By the time of the World Convention Asimov was a bona fide author in his own eyes because Astounding had published his tenth story, "Trends," in its issue of July 1939. Almost two years later it published the second of his robot stories (the first, "Robbie," was published in the September 1940 Super Science Stories as "Strange Playfellow''), and within the next fourteen months, two more robot stories, plus "Nightfall," and "Foundation" and its sequel. Though Asimov didn't know it at the time, "Nightfall" alone made him, in his own words, "a major figure in the field." The stories did not earn that much money, but what they brought in was put to good use, paying for his tuition or accumulating in a bank account.
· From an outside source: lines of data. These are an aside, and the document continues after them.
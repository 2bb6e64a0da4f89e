// Retention sweeper: exported ledger rows age out after 90 days, generated
// CSV files after 180. Unexported rows are never touched here.

use std::io::ErrorKind;
use std::path::Path;
use std::time::SystemTime;

use crate::models::Result;

pub const LEDGER_RETENTION_DAYS: i64 = 90;
pub const CSV_RETENTION_DAYS: i64 = 180;

/// Delete CSV files under `dir` whose modification time is older than the
/// cutoff. Returns the number deleted. A missing directory counts as zero.
pub async fn sweep_csv_files(dir: &Path, cutoff: SystemTime) -> Result<usize> {
    let mut entries = match tokio::fs::read_dir(dir).await {
        Ok(entries) => entries,
        Err(e) if e.kind() == ErrorKind::NotFound => return Ok(0),
        Err(e) => return Err(e.into()),
    };

    let mut deleted = 0;
    while let Some(entry) = entries.next_entry().await? {
        let path = entry.path();
        if path.extension().and_then(|ext| ext.to_str()) != Some("csv") {
            continue;
        }
        let modified = match entry.metadata().await.and_then(|m| m.modified()) {
            Ok(modified) => modified,
            Err(_) => continue,
        };
        if modified < cutoff && tokio::fs::remove_file(&path).await.is_ok() {
            deleted += 1;
        }
    }
    Ok(deleted)
}
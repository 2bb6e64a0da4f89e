use chrono::{DateTime, Utc};
use serde::{Deserialize, Serialize};

use crate::{
    config::Config, ledger::store::LedgerStore, mailer::MailSender, mapping::FieldMapper,
    submissions::SubmissionSource,
};

pub type Result<T> = std::result::Result<T, Box<dyn std::error::Error + Send + Sync>>;

/// One row of the inbox ledger. `email` is the primary identity and is always
/// stored lower-cased and validated; the other contact fields may be empty.
#[derive(Debug, Clone, Serialize, Deserialize)]
pub struct ContactRecord {
    pub email: String,
    pub first_name: String,
    pub last_name: String,
    pub company: String,
    pub phone: String,
    pub message: String,
    pub source_form: String,
    pub submitted_at: DateTime<Utc>,
    pub exported: bool,
}

/// Output of the field mapper: a contact without ledger metadata.
#[derive(Debug, Clone, Default, PartialEq, Eq)]
pub struct ContactDraft {
    pub email: String,
    pub first_name: String,
    pub last_name: String,
    pub company: String,
    pub phone: String,
    pub message: String,
}

/// One raw field of a form submission. Array-like values are joined with
/// ", " before they reach the mapper.
#[derive(Debug, Clone)]
pub struct RawField {
    pub label: String,
    pub key: String,
    pub value: String,
}

#[derive(Debug, Clone)]
pub struct FormMeta {
    pub form_title: String,
}

#[derive(Debug, Clone, Copy, PartialEq, Eq, Serialize, Deserialize)]
#[serde(rename_all = "snake_case")]
pub enum DedupeMode {
    Email,
    EmailPhone,
}

impl DedupeMode {
    /// Batch dedupe key: lower-cased email, with the canonical phone appended
    /// under the stricter mode.
    pub fn key(self, email: &str, phone: &str) -> String {
        match self {
            DedupeMode::Email => email.to_lowercase(),
            DedupeMode::EmailPhone => format!("{}|{}", email.to_lowercase(), phone),
        }
    }
}

#[derive(Debug, Clone, Copy, PartialEq, Eq, Serialize, Deserialize)]
#[serde(rename_all = "snake_case")]
pub enum DeliveryMode {
    Email,
    Link,
}

/// Result code of an export flow. Failures are communicated through this
/// value plus the log, never by terminating the process.
#[derive(Debug, Clone, Copy, PartialEq, Eq)]
pub enum ExportOutcome {
    Done,
    Empty,
    Failed,
}

#[derive(Debug, Clone, Copy, Default, PartialEq, Eq)]
pub struct BackfillStats {
    pub added: usize,
    pub no_email: usize,
    pub duplicates: usize,
}

#[derive(Debug, Clone, Copy, Default)]
pub struct CleanupStats {
    pub ledger_purged: usize,
    pub files_deleted: usize,
}

pub struct App {
    pub config: Config,
    pub store: Box<dyn LedgerStore>,
    pub mailer: Box<dyn MailSender>,
    pub source: Box<dyn SubmissionSource>,
    pub mapper: FieldMapper,
}
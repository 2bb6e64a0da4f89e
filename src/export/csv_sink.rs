use std::path::{Path, PathBuf};

use chrono::{DateTime, Utc};
use tracing::info;

use super::ContactRow;
use crate::models::Result;

/// Write one row set to a CSV file under `dir`.
///
/// The file starts with a UTF-8 BOM so spreadsheet tools pick the right
/// encoding, followed by the fixed header row. An empty row set produces no
/// file and returns `None`.
pub async fn write_csv_file(
    dir: &Path,
    rows: &[ContactRow],
    suffix: &str,
    now: DateTime<Utc>,
) -> Result<Option<PathBuf>> {
    if rows.is_empty() {
        return Ok(None);
    }

    tokio::fs::create_dir_all(dir).await?;
    let filename = format!(
        "contacts-{}{}-{}.csv",
        now.format("%Y-%m"),
        suffix,
        random_suffix()
    );
    let path = dir.join(filename);

    let mut buf: Vec<u8> = vec![0xEF, 0xBB, 0xBF];
    {
        let mut writer = csv::Writer::from_writer(&mut buf);
        for row in rows {
            writer.serialize(row)?;
        }
        writer.flush()?;
    }
    tokio::fs::write(&path, buf).await?;

    info!("csv created ({} rows): {:?}", rows.len(), path.file_name());
    Ok(Some(path))
}

fn random_suffix() -> String {
    (0..6).map(|_| fastrand::alphanumeric()).collect()
}

#[cfg(test)]
mod tests {
    use super::*;

    fn row(email: &str, company: &str) -> ContactRow {
        ContactRow {
            email: email.to_string(),
            first_name: "Anna".to_string(),
            last_name: "Svensson".to_string(),
            company: company.to_string(),
            phone: "+46701234567".to_string(),
            message: String::new(),
            source_form: "Contact".to_string(),
            submitted_at: "2026-08-01 12:00:00".to_string(),
        }
    }

    #[tokio::test]
    async fn empty_row_set_produces_no_file() {
        let dir = tempfile::tempdir().unwrap();
        let now = Utc::now();
        let result = write_csv_file(dir.path(), &[], "", now).await.unwrap();
        assert!(result.is_none());
        assert_eq!(std::fs::read_dir(dir.path()).unwrap().count(), 0);
    }

    #[tokio::test]
    async fn file_has_bom_header_and_quoted_fields() {
        let dir = tempfile::tempdir().unwrap();
        let now: DateTime<Utc> = "2026-08-15T10:00:00Z".parse().unwrap();
        let rows = vec![row("anna@example.se", "Svensson, Söner & Co")];
        let path = write_csv_file(dir.path(), &rows, "", now)
            .await
            .unwrap()
            .unwrap();

        let bytes = std::fs::read(&path).unwrap();
        assert_eq!(&bytes[..3], &[0xEF, 0xBB, 0xBF]);
        let content = String::from_utf8(bytes[3..].to_vec()).unwrap();
        let mut lines = content.lines();
        assert_eq!(
            lines.next().unwrap(),
            "Email Address,First Name,Last Name,Company,Phone Number,Message,Source Form,Submitted At"
        );
        let data = lines.next().unwrap();
        assert!(data.contains("\"Svensson, Söner & Co\""));
        assert!(data.starts_with("anna@example.se,"));
    }

    #[tokio::test]
    async fn filename_follows_the_convention() {
        let dir = tempfile::tempdir().unwrap();
        let now: DateTime<Utc> = "2026-08-15T10:00:00Z".parse().unwrap();
        let path = write_csv_file(dir.path(), &[row("a@b.se", "")], "-private", now)
            .await
            .unwrap()
            .unwrap();
        let name = path.file_name().unwrap().to_str().unwrap();
        assert!(name.starts_with("contacts-2026-08-private-"));
        assert!(name.ends_with(".csv"));
        // prefix + 6 random chars + ".csv"
        assert_eq!(name.len(), "contacts-2026-08-private-".len() + 6 + 4);
    }
}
He had three stories published in 1939, seven in 1940, eight in 1941, ten in 1941, only one in 1943, three in 1944, four in 1945, one in 1946, one in 1947, two in 1948, three in 1949, and six in 1950.
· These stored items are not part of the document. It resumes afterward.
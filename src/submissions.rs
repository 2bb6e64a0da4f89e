// The forms backend is an optional collaborator: it may simply not be there.
// Callers check availability first and get empty data rather than errors when
// it is missing.

use serde::Deserialize;
use tracing::warn;

use chrono::{DateTime, Utc};

use crate::models::{RawField, Result};

#[derive(Debug, Clone, Deserialize)]
pub struct StoredForm {
    #[serde(default)]
    pub id: u32,
    pub title: String,
    #[serde(default)]
    pub submissions: Vec<StoredSubmission>,
}

#[derive(Debug, Clone, Deserialize)]
pub struct StoredSubmission {
    #[serde(default)]
    pub submitted_at: Option<DateTime<Utc>>,
    #[serde(default)]
    pub fields: Vec<StoredField>,
}

#[derive(Debug, Clone, Deserialize)]
pub struct StoredField {
    #[serde(default)]
    pub label: String,
    #[serde(default)]
    pub key: String,
    #[serde(default)]
    pub value: StoredValue,
}

/// Stored values are scalars or arrays; arrays are joined with ", " on the
/// way into the mapper.
#[derive(Debug, Clone, Deserialize)]
#[serde(untagged)]
pub enum StoredValue {
    Text(String),
    Many(Vec<String>),
}

impl Default for StoredValue {
    fn default() -> Self {
        StoredValue::Text(String::new())
    }
}

impl StoredValue {
    pub fn joined(&self) -> String {
        match self {
            StoredValue::Text(s) => s.clone(),
            StoredValue::Many(items) => items.join(", "),
        }
    }
}

impl StoredField {
    pub fn to_raw(&self) -> RawField {
        RawField {
            label: self.label.clone(),
            key: self.key.clone(),
            value: self.value.joined(),
        }
    }
}

/// Pull interface over the forms backend's stored history, used by backfill.
#[async_trait::async_trait]
pub trait SubmissionSource: Send + Sync {
    async fn is_available(&self) -> bool;
    async fn forms(&self) -> Result<Vec<StoredForm>>;
    async fn submissions(&self, form_id: u32) -> Result<Vec<StoredSubmission>>;
}

#[derive(Debug, Clone, Deserialize)]
struct HistoryFile {
    forms: Vec<StoredForm>,
}

/// YAML-file-backed submission history.
pub struct YamlSubmissionSource {
    forms: Vec<StoredForm>,
    available: bool,
}

#[async_trait::async_trait]
impl SubmissionSource for YamlSubmissionSource {
    async fn is_available(&self) -> bool {
        self.available
    }

    async fn forms(&self) -> Result<Vec<StoredForm>> {
        Ok(self.forms.clone())
    }

    async fn submissions(&self, form_id: u32) -> Result<Vec<StoredSubmission>> {
        Ok(self
            .forms
            .iter()
            .find(|form| form.id == form_id)
            .map(|form| form.submissions.clone())
            .unwrap_or_default())
    }
}

/// Load the stored history file. A missing or unparsable file yields an
/// unavailable source, not an error.
pub async fn load_history_source(path: &str) -> YamlSubmissionSource {
    let content = match tokio::fs::read_to_string(path).await {
        Ok(content) => content,
        Err(_) => {
            return YamlSubmissionSource {
                forms: Vec::new(),
                available: false,
            }
        }
    };
    match serde_yaml::from_str::<HistoryFile>(&content) {
        Ok(history) => YamlSubmissionSource {
            forms: history.forms,
            available: true,
        },
        Err(e) => {
            warn!("could not parse submission history {path}: {e}");
            YamlSubmissionSource {
                forms: Vec::new(),
                available: false,
            }
        }
    }
}

#[cfg(test)]
pub mod tests_support {
    use super::*;

    pub fn fixed(forms: Vec<StoredForm>) -> YamlSubmissionSource {
        YamlSubmissionSource {
            forms,
            available: true,
        }
    }

    pub fn unavailable() -> YamlSubmissionSource {
        YamlSubmissionSource {
            forms: Vec::new(),
            available: false,
        }
    }
}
It was not a remarkable record of productivity or success; it brought Asimov a total of $7,821.75, which amounted to little more than $710 a year. It was not enough to encourage him to consider a career as a full-time writer, but it did provide a growing feeling of economic security. Finally, Doubleday published his first novel, Pebble in the Sky, in 1950. A specialty house called Gnome Press began publishing his robot stories and then his Foundation stories as books. His income from writing slowly began to equal and then to exceed his income from teaching at Boston University School of Medicine, and, after a disagreement with his superior, he turned to the career that had seemed impossible for all those years.
The impression even the casual reader may obtain from Asimov's autobiography is that he was shaped by his childhood. He referred continually to the way in which the candy store controlled his early life and the way the habits of those years had carried over into his later life. His industry he still wrote seven days a week and ten hours a day until the poor health of the last two or three years of his life, turning out six to ten thousand words on an average day he traced to the long hours at the candy store, for instance, and to his father's accusations that he was lazy when found in a corner reading.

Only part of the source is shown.